3. Demonstration Activities as Case Studies
According to the Grant Agreement, “the PVadapt technologies will be installed in flat and pitched roofs, as wall replacements and façades and shaders, demonstrating the holistic approach to BIPVs, improving their entire life cycle.” The applicability and efficiency of the BIPVT solution will be evaluated under a wide range of demanding scenarios, which will be applied in demonstration sites at Fehring (Austria), Athens, Arta, Kalamata (Greece), Bilbao (Spain), and Coimbra (Portugal), representing variable climate zones in order to support the later stages of market readiness.

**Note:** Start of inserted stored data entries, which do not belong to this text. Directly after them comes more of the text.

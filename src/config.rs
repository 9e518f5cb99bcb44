//! Configuration for the sync bridge.
//!
//! Loaded from YAML. Every tunable has a default; the identity/version
//! field names, the payload field kinds and the two store sections are the
//! only things a deployment must spell out.
//!
//! # Example
//!
//! ```
//! use sync_bridge::SyncConfig;
//!
//! let config = SyncConfig::from_yaml_str(r#"
//! interval: 10
//! id_field: id
//! version_field: version
//! docs_per_batch: 250
//! sync_fields:
//!   data_int: int
//!   data_str: string
//! "#).unwrap();
//!
//! assert_eq!(config.docs_per_batch, 250);
//! assert_eq!(config.sync_fields.len(), 2);
//! ```

use std::collections::BTreeMap;
use std::path::Path;
use std::time::Duration;

use serde::Deserialize;
use thiserror::Error;

use crate::batching::hybrid_batcher::BatchConfig;
use crate::changelog::TIME_SHARDS;
use crate::record::{FieldKind, IdKind, RecordSchema};
use crate::resilience::retry::RetryConfig;

/// Fatal configuration problems. Raised before any store is contacted.
#[derive(Error, Debug)]
pub enum ConfigError {
    #[error("cannot read config file '{path}': {source}")]
    Io {
        path: String,
        #[source]
        source: std::io::Error,
    },
    #[error("invalid config: {0}")]
    Parse(#[from] serde_yaml::Error),
    #[error("invalid config value for '{field}': {reason}")]
    Invalid { field: &'static str, reason: String },
}

impl ConfigError {
    fn invalid(field: &'static str, reason: impl Into<String>) -> Self {
        Self::Invalid { field, reason: reason.into() }
    }
}

/// How a reconciled record is made conditional on the destination.
#[derive(Debug, Clone, Copy, PartialEq, Eq, Default, Deserialize)]
#[serde(rename_all = "snake_case")]
pub enum ConditionalWrite {
    /// Wide-column writes carry a write timestamp derived from the version
    /// (last-write-wins). Assumes versions correlate with time.
    #[default]
    Timestamp,
    /// Wide-column writes use lightweight transactions on the version column.
    CompareAndSet,
}

/// Unit of the version field when it doubles as a wall-clock timestamp.
#[derive(Debug, Clone, Copy, PartialEq, Eq, Default, Deserialize)]
#[serde(rename_all = "snake_case")]
pub enum VersionUnit {
    #[default]
    Seconds,
    Millis,
    Micros,
}

impl VersionUnit {
    /// Convert a version to a CQL write timestamp (microseconds).
    #[must_use]
    pub fn to_write_timestamp(self, version: i64) -> i64 {
        match self {
            Self::Seconds => version.saturating_mul(1_000_000),
            Self::Millis => version.saturating_mul(1_000),
            Self::Micros => version,
        }
    }
}

/// Store-call retry budget.
#[derive(Debug, Clone, Deserialize)]
pub struct RetrySettings {
    #[serde(default = "default_max_attempts")]
    pub max_attempts: usize,
    #[serde(default = "default_initial_delay_ms")]
    pub initial_delay_ms: u64,
    #[serde(default = "default_max_delay_ms")]
    pub max_delay_ms: u64,
    /// Upper bound for any single store call
    #[serde(default = "default_call_timeout_ms")]
    pub call_timeout_ms: u64,
    /// Fresh conditional writes issued after a conflict before giving up on a record
    #[serde(default = "default_max_conflict_retries")]
    pub max_conflict_retries: u32,
}

impl Default for RetrySettings {
    fn default() -> Self {
        Self {
            max_attempts: default_max_attempts(),
            initial_delay_ms: default_initial_delay_ms(),
            max_delay_ms: default_max_delay_ms(),
            call_timeout_ms: default_call_timeout_ms(),
            max_conflict_retries: default_max_conflict_retries(),
        }
    }
}

#[derive(Debug, Clone, Deserialize)]
pub struct CheckpointSettings {
    /// `memory`, `sqlite:<path>` or `mysql://...`
    #[serde(default = "default_checkpoint_url")]
    pub url: String,
}

impl Default for CheckpointSettings {
    fn default() -> Self {
        Self { url: default_checkpoint_url() }
    }
}

/// Wide-column store (store A) addressing.
#[derive(Debug, Clone, Deserialize)]
pub struct CassandraSettings {
    pub hosts: Vec<String>,
    pub keyspace: String,
    pub table: String,
    pub changes_table: String,
    /// Boolean column marking deleted rows under `compare_and_set`, so the
    /// deleting version survives and older upserts cannot resurrect the row
    #[serde(default = "default_tombstone_column")]
    pub tombstone_column: String,
}

/// Document store (store B) addressing.
#[derive(Debug, Clone, Deserialize)]
pub struct ElasticsearchSettings {
    pub hosts: Vec<String>,
    pub index: String,
    /// Mapping type, only sent to clusters that still use them
    #[serde(default, rename = "type")]
    pub doc_type: Option<String>,
    pub changes_index: String,
    /// `index.refresh_interval` of the changes index; entries are invisible to search until then
    #[serde(default = "default_refresh_interval_ms")]
    pub refresh_interval_ms: u64,
}

/// Top-level configuration.
#[derive(Debug, Clone, Deserialize)]
pub struct SyncConfig {
    /// Seconds between forever-mode passes (negative = no pause)
    #[serde(default = "default_interval")]
    pub interval: f64,

    pub id_field: String,
    #[serde(default)]
    pub id_kind: IdKind,
    pub version_field: String,
    #[serde(default)]
    pub version_unit: VersionUnit,
    #[serde(default)]
    pub conditional_write: ConditionalWrite,

    /// Batch Writer flush threshold (records)
    #[serde(default = "default_docs_per_batch")]
    pub docs_per_batch: usize,
    /// Batch Writer flush threshold (approximate bytes)
    #[serde(default = "default_max_batch_bytes")]
    pub max_batch_bytes: usize,

    /// Payload fields copied between stores, with their scalar kind
    #[serde(default)]
    pub sync_fields: BTreeMap<String, FieldKind>,

    /// Pipelines per direction
    #[serde(default = "default_workers")]
    pub workers: u32,
    /// Size of the change-log `cluster_shard` space
    #[serde(default = "default_cluster_shards")]
    pub cluster_shards: u32,
    /// Change-log entry time-to-live
    #[serde(default = "default_changelog_ttl_secs")]
    pub changelog_ttl_secs: u64,
    /// How far behind "now" a pass window ends. Entries stamped inside the
    /// lag are left for the next pass, so it must cover the time a change-log
    /// write takes to become readable plus writer clock skew.
    #[serde(default = "default_scan_lag_ms")]
    pub scan_lag_ms: u64,
    /// Worst expected clock difference between application writers and this process
    #[serde(default = "default_max_clock_skew_ms")]
    pub max_clock_skew_ms: u64,

    #[serde(default)]
    pub retry: RetrySettings,
    #[serde(default)]
    pub checkpoint: CheckpointSettings,

    #[serde(default)]
    pub cassandra: Option<CassandraSettings>,
    #[serde(default)]
    pub elasticsearch: Option<ElasticsearchSettings>,
}

fn default_interval() -> f64 { 30.0 }
fn default_docs_per_batch() -> usize { 500 }
fn default_max_batch_bytes() -> usize { 5 * 1024 * 1024 } // 5 MB
fn default_workers() -> u32 { 4 }
fn default_cluster_shards() -> u32 { 64 }
fn default_changelog_ttl_secs() -> u64 { 3 * 24 * 3600 } // 3 days
fn default_scan_lag_ms() -> u64 { 5_000 }
fn default_max_clock_skew_ms() -> u64 { 1_000 }
fn default_refresh_interval_ms() -> u64 { 1_000 }
fn default_max_attempts() -> usize { 5 }
fn default_initial_delay_ms() -> u64 { 200 }
fn default_max_delay_ms() -> u64 { 10_000 }
fn default_call_timeout_ms() -> u64 { 30_000 }
fn default_max_conflict_retries() -> u32 { 3 }
fn default_tombstone_column() -> String { "deleted".to_string() }
fn default_checkpoint_url() -> String { "sqlite:checkpoints.db".to_string() }

impl Default for SyncConfig {
    fn default() -> Self {
        Self {
            interval: default_interval(),
            id_field: "id".to_string(),
            id_kind: IdKind::default(),
            version_field: "version".to_string(),
            version_unit: VersionUnit::default(),
            conditional_write: ConditionalWrite::default(),
            docs_per_batch: default_docs_per_batch(),
            max_batch_bytes: default_max_batch_bytes(),
            sync_fields: BTreeMap::new(),
            workers: default_workers(),
            cluster_shards: default_cluster_shards(),
            changelog_ttl_secs: default_changelog_ttl_secs(),
            scan_lag_ms: default_scan_lag_ms(),
            max_clock_skew_ms: default_max_clock_skew_ms(),
            retry: RetrySettings::default(),
            checkpoint: CheckpointSettings::default(),
            cassandra: None,
            elasticsearch: None,
        }
    }
}

impl SyncConfig {
    /// Parse and validate a YAML document.
    pub fn from_yaml_str(yaml: &str) -> Result<Self, ConfigError> {
        let config: Self = serde_yaml::from_str(yaml)?;
        config.validate()?;
        Ok(config)
    }

    /// Read, parse and validate a YAML file.
    pub fn load(path: impl AsRef<Path>) -> Result<Self, ConfigError> {
        let path = path.as_ref();
        let raw = std::fs::read_to_string(path).map_err(|source| ConfigError::Io {
            path: path.display().to_string(),
            source,
        })?;
        Self::from_yaml_str(&raw)
    }

    pub fn validate(&self) -> Result<(), ConfigError> {
        if self.id_field.trim().is_empty() {
            return Err(ConfigError::invalid("id_field", "must not be empty"));
        }
        if self.version_field.trim().is_empty() {
            return Err(ConfigError::invalid("version_field", "must not be empty"));
        }
        if self.id_field == self.version_field {
            return Err(ConfigError::invalid("version_field", "must differ from id_field"));
        }
        for name in self.sync_fields.keys() {
            if name == &self.id_field || name == &self.version_field {
                return Err(ConfigError::invalid(
                    "sync_fields",
                    format!("'{}' is already the identity or version field", name),
                ));
            }
        }
        if self.docs_per_batch == 0 {
            return Err(ConfigError::invalid("docs_per_batch", "must be at least 1"));
        }
        if !self.interval.is_finite() {
            return Err(ConfigError::invalid("interval", "must be a finite number of seconds"));
        }
        if self.workers == 0 {
            return Err(ConfigError::invalid("workers", "must be at least 1"));
        }
        if self.cluster_shards < self.workers {
            return Err(ConfigError::invalid(
                "cluster_shards",
                format!("{} shards cannot be spread over {} workers", self.cluster_shards, self.workers),
            ));
        }
        // Buckets are days of the week; a longer TTL would let two weeks share a partition.
        let bucket_span_secs = u64::from(TIME_SHARDS) * 24 * 3600;
        if self.changelog_ttl_secs == 0 || self.changelog_ttl_secs >= bucket_span_secs {
            return Err(ConfigError::invalid(
                "changelog_ttl_secs",
                format!("must be between 1 and {} seconds", bucket_span_secs - 1),
            ));
        }
        self.validate_scan_lag()?;
        if self.retry.max_attempts == 0 {
            return Err(ConfigError::invalid("retry.max_attempts", "must be at least 1"));
        }
        if self.retry.call_timeout_ms == 0 {
            return Err(ConfigError::invalid("retry.call_timeout_ms", "must be positive"));
        }
        if self.checkpoint.url.trim().is_empty() {
            return Err(ConfigError::invalid("checkpoint.url", "must not be empty"));
        }
        if let Some(ref cassandra) = self.cassandra {
            if cassandra.hosts.is_empty() {
                return Err(ConfigError::invalid("cassandra.hosts", "at least one host is required"));
            }
            if self.conditional_write == ConditionalWrite::CompareAndSet {
                let column = cassandra.tombstone_column.as_str();
                if column.trim().is_empty() || self.schema().columns().contains(&column) {
                    return Err(ConfigError::invalid(
                        "cassandra.tombstone_column",
                        format!("'{}' must be a separate, non-empty column", column),
                    ));
                }
            }
        }
        if let Some(ref es) = self.elasticsearch {
            if es.hosts.is_empty() {
                return Err(ConfigError::invalid("elasticsearch.hosts", "at least one host is required"));
            }
        }
        Ok(())
    }

    /// Smallest lag that still sees every entry before its window closes.
    #[must_use]
    pub fn min_scan_lag_ms(&self) -> u64 {
        let visibility = self.elasticsearch.as_ref().map_or(0, |es| es.refresh_interval_ms);
        self.max_clock_skew_ms.saturating_add(visibility).max(1)
    }

    fn validate_scan_lag(&self) -> Result<(), ConfigError> {
        let minimum = self.min_scan_lag_ms();
        if self.scan_lag_ms < minimum {
            return Err(ConfigError::invalid(
                "scan_lag_ms",
                format!(
                    "{} ms is below max_clock_skew_ms plus the changes index refresh interval ({} ms)",
                    self.scan_lag_ms, minimum
                ),
            ));
        }
        if self.scan_lag_ms / 1_000 >= self.changelog_ttl_secs {
            return Err(ConfigError::invalid("scan_lag_ms", "must be shorter than changelog_ttl_secs"));
        }
        Ok(())
    }

    /// Record layout shared by the scanners, the reconciler and the adapters.
    #[must_use]
    pub fn schema(&self) -> RecordSchema {
        RecordSchema {
            id_field: self.id_field.clone(),
            id_kind: self.id_kind,
            version_field: self.version_field.clone(),
            sync_fields: self.sync_fields.clone(),
        }
    }

    #[must_use]
    pub fn batch_config(&self) -> BatchConfig {
        BatchConfig {
            docs_per_batch: self.docs_per_batch,
            max_batch_bytes: self.max_batch_bytes,
        }
    }

    #[must_use]
    pub fn retry_config(&self) -> RetryConfig {
        RetryConfig {
            max_retries: Some(self.retry.max_attempts),
            initial_delay: Duration::from_millis(self.retry.initial_delay_ms),
            max_delay: Duration::from_millis(self.retry.max_delay_ms),
            factor: 2.0,
            call_timeout: Duration::from_millis(self.retry.call_timeout_ms),
        }
    }

    #[must_use]
    pub fn scan_lag(&self) -> Duration {
        Duration::from_millis(self.scan_lag_ms)
    }

    #[must_use]
    pub fn changelog_ttl(&self) -> Duration {
        Duration::from_secs(self.changelog_ttl_secs)
    }

    /// Pause between forever-mode passes; `None` when the interval is negative.
    #[must_use]
    pub fn pass_interval(&self) -> Option<Duration> {
        if self.interval < 0.0 {
            None
        } else {
            Some(Duration::from_secs_f64(self.interval))
        }
    }
}
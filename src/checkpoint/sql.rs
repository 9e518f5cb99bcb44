// Copyright (c) 2025-2026 Adrian Robinson. Licensed under the AGPL-3.0.
// See LICENSE file in the project root for full license text.

//! SQL checkpoint store (SQLite or MySQL).
//!
//! ```sql
//! CREATE TABLE sync_checkpoints (
//!   direction  VARCHAR(16) NOT NULL,  -- a_to_b | b_to_a
//!   shard      BIGINT NOT NULL,       -- cluster shard
//!   ts         BIGINT NOT NULL,       -- synchronized up to (epoch millis)
//!   updated_at BIGINT NOT NULL,
//!   PRIMARY KEY (direction, shard)
//! )
//! ```
//!
//! Saves are a single upsert that keeps the larger timestamp, so concurrent
//! or replayed saves cannot move a checkpoint backwards.

use std::collections::BTreeMap;
use std::ops::Range;
use std::sync::Once;
use std::time::Duration;

use async_trait::async_trait;
use sqlx::{any::AnyPoolOptions, AnyPool, Row};
use tracing::info;

use super::{Checkpoint, CheckpointKey, CheckpointStore};
use crate::changelog::now_millis;
use crate::coordinator::Direction;
use crate::resilience::retry::{retry, RetryConfig};
use crate::storage::traits::StorageError;

// SQLx `Any` driver requires runtime installation
static INSTALL_DRIVERS: Once = Once::new();

fn install_drivers() {
    INSTALL_DRIVERS.call_once(|| {
        sqlx::any::install_default_drivers();
    });
}

fn sql_error(e: sqlx::Error) -> StorageError {
    match e {
        sqlx::Error::Io(_) | sqlx::Error::PoolTimedOut | sqlx::Error::PoolClosed | sqlx::Error::WorkerCrashed => {
            StorageError::Transient(e.to_string())
        }
        other => StorageError::Backend(other.to_string()),
    }
}

pub struct SqlCheckpointStore {
    pool: AnyPool,
    is_sqlite: bool,
}

impl SqlCheckpointStore {
    /// Connect with startup-mode retry (fails fast if the URL is wrong) and create the table.
    pub async fn new(connection_string: &str) -> Result<Self, StorageError> {
        install_drivers();

        let is_sqlite = connection_string.starts_with("sqlite:");

        let pool = retry("checkpoint_connect", &RetryConfig::startup(), || async {
            AnyPoolOptions::new()
                .max_connections(if is_sqlite { 1 } else { 8 })
                .acquire_timeout(Duration::from_secs(10))
                .connect(connection_string)
                .await
                .map_err(|e| StorageError::Transient(e.to_string()))
        })
        .await?;

        let store = Self { pool, is_sqlite };
        store.init_schema().await?;
        info!(sqlite = is_sqlite, "Checkpoint store ready");
        Ok(store)
    }

    async fn init_schema(&self) -> Result<(), StorageError> {
        let sql = if self.is_sqlite {
            r#"
            CREATE TABLE IF NOT EXISTS sync_checkpoints (
                direction TEXT NOT NULL,
                shard INTEGER NOT NULL,
                ts INTEGER NOT NULL,
                updated_at INTEGER NOT NULL,
                PRIMARY KEY (direction, shard)
            )
            "#
        } else {
            r#"
            CREATE TABLE IF NOT EXISTS sync_checkpoints (
                direction VARCHAR(16) NOT NULL,
                shard BIGINT NOT NULL,
                ts BIGINT NOT NULL,
                updated_at BIGINT NOT NULL,
                PRIMARY KEY (direction, shard)
            )
            "#
        };

        sqlx::query(sql).execute(&self.pool).await.map_err(sql_error)?;
        Ok(())
    }
}

#[async_trait]
impl CheckpointStore for SqlCheckpointStore {
    async fn load(&self, key: CheckpointKey) -> Result<Option<Checkpoint>, StorageError> {
        let row = sqlx::query("SELECT ts, updated_at FROM sync_checkpoints WHERE direction = ? AND shard = ?")
            .bind(key.direction.as_str())
            .bind(i64::from(key.shard))
            .fetch_optional(&self.pool)
            .await
            .map_err(sql_error)?;

        row.map(|row| {
            Ok(Checkpoint {
                timestamp: row.try_get::<i64, _>("ts").map_err(sql_error)?,
                updated_at: row.try_get::<i64, _>("updated_at").map_err(sql_error)?,
            })
        })
        .transpose()
    }

    async fn load_range(
        &self,
        direction: Direction,
        shards: Range<u32>,
    ) -> Result<BTreeMap<u32, Checkpoint>, StorageError> {
        let rows = sqlx::query(
            "SELECT shard, ts, updated_at FROM sync_checkpoints WHERE direction = ? AND shard >= ? AND shard < ?",
        )
        .bind(direction.as_str())
        .bind(i64::from(shards.start))
        .bind(i64::from(shards.end))
        .fetch_all(&self.pool)
        .await
        .map_err(sql_error)?;

        let mut found = BTreeMap::new();
        for row in rows {
            let shard: i64 = row.try_get("shard").map_err(sql_error)?;
            let shard = u32::try_from(shard)
                .map_err(|_| StorageError::Backend(format!("checkpoint shard {} out of range", shard)))?;
            found.insert(
                shard,
                Checkpoint {
                    timestamp: row.try_get("ts").map_err(sql_error)?,
                    updated_at: row.try_get("updated_at").map_err(sql_error)?,
                },
            );
        }
        Ok(found)
    }

    async fn save(&self, key: CheckpointKey, timestamp: i64) -> Result<(), StorageError> {
        let sql = if self.is_sqlite {
            "INSERT INTO sync_checkpoints (direction, shard, ts, updated_at) VALUES (?, ?, ?, ?) \
             ON CONFLICT(direction, shard) DO UPDATE SET ts = MAX(ts, excluded.ts), updated_at = excluded.updated_at"
        } else {
            "INSERT INTO sync_checkpoints (direction, shard, ts, updated_at) VALUES (?, ?, ?, ?) \
             ON DUPLICATE KEY UPDATE ts = GREATEST(ts, VALUES(ts)), updated_at = VALUES(updated_at)"
        };

        sqlx::query(sql)
            .bind(key.direction.as_str())
            .bind(i64::from(key.shard))
            .bind(timestamp)
            .bind(now_millis())
            .execute(&self.pool)
            .await
            .map_err(sql_error)?;
        Ok(())
    }

    async fn clear(&self) -> Result<(), StorageError> {
        sqlx::query("DELETE FROM sync_checkpoints")
            .execute(&self.pool)
            .await
            .map_err(sql_error)?;
        Ok(())
    }
}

The overall architectural design was performed following EN 50583-1:2016 “Photovoltaics in buildings-Part 1”, which reports that photovoltaic modules are considered to be building-integrated if the PV modules form a construction product providing a function as defined in the European Construction Product Regulation CPR 305/2011. Based on EN 50583, BIPV functions should be electricity generation and, depending on the application, one or more of the following: mechanical rigidity or structural integrity, primary weather impact protection (rain snow, wind, hail), energy economy (e.g., shading, daylighting, thermal insulation), fire protection, noise protection, separation between indoor and outdoor environments, security, shelter, or safety. As reported by IEC 63092 “Photovoltaics in buildings”, which applies to photovoltaic modules used as construction products (Part 1) and to their corresponding systems to integrate them into the building (Part 2), five mounting categories distinguish between vertical and sloping, i.e., Category A: sloping, roof-integrated, not accessible from within the building; Category B: sloping, roof-integrated, accessible from within the building; Category C: non-sloping (vertically) envelope-integrated, not accessible from within the building; Category D: non-sloping (vertically), envelope-integrated, accessible from within the building; and Category E: externally-integrated, accessible or not accessible from within the building. Following the above-mentioned strict norms, a comprehensive and multi-disciplinary architectural design was adopted for each demonstration site (
Figure 3).
The architectural approach is supported by the modular and sustainable construction and assembly processes to deliver robust and reliable refurbishment of BIPVs in façades and roofs as well as new constructions, which is based on light steel framing (LSF) technology. This innovative modular construction method will be the foundation of the PVadapt process, providing a robust component architecture that is ideal for the addition of multiple building-transforming functionalities. Furthermore, ready-to-market solutions will be developed to ensure BIPVT functions, e.g., watertightness (
Figure 4).
4. Conclusions
As indicated, the PVadapt H2020 project is focused on the development of cross-cutting technologies attributed to building elements producing both electrical and thermal energy and new construction components able to be adapted to BIPV elements. The project also aims to establish management prediction algorithms to better match energy supply/demand as well as proper advanced tools for balancing thermal and electrical networks followed by a user-friendly interface to support alternative business cases and confronting the existing standards. Finally, based on the overall outcome, viable business models will be established, and proper synergies will be performed in order to propose the creation of new standards regarding the BIPV industry.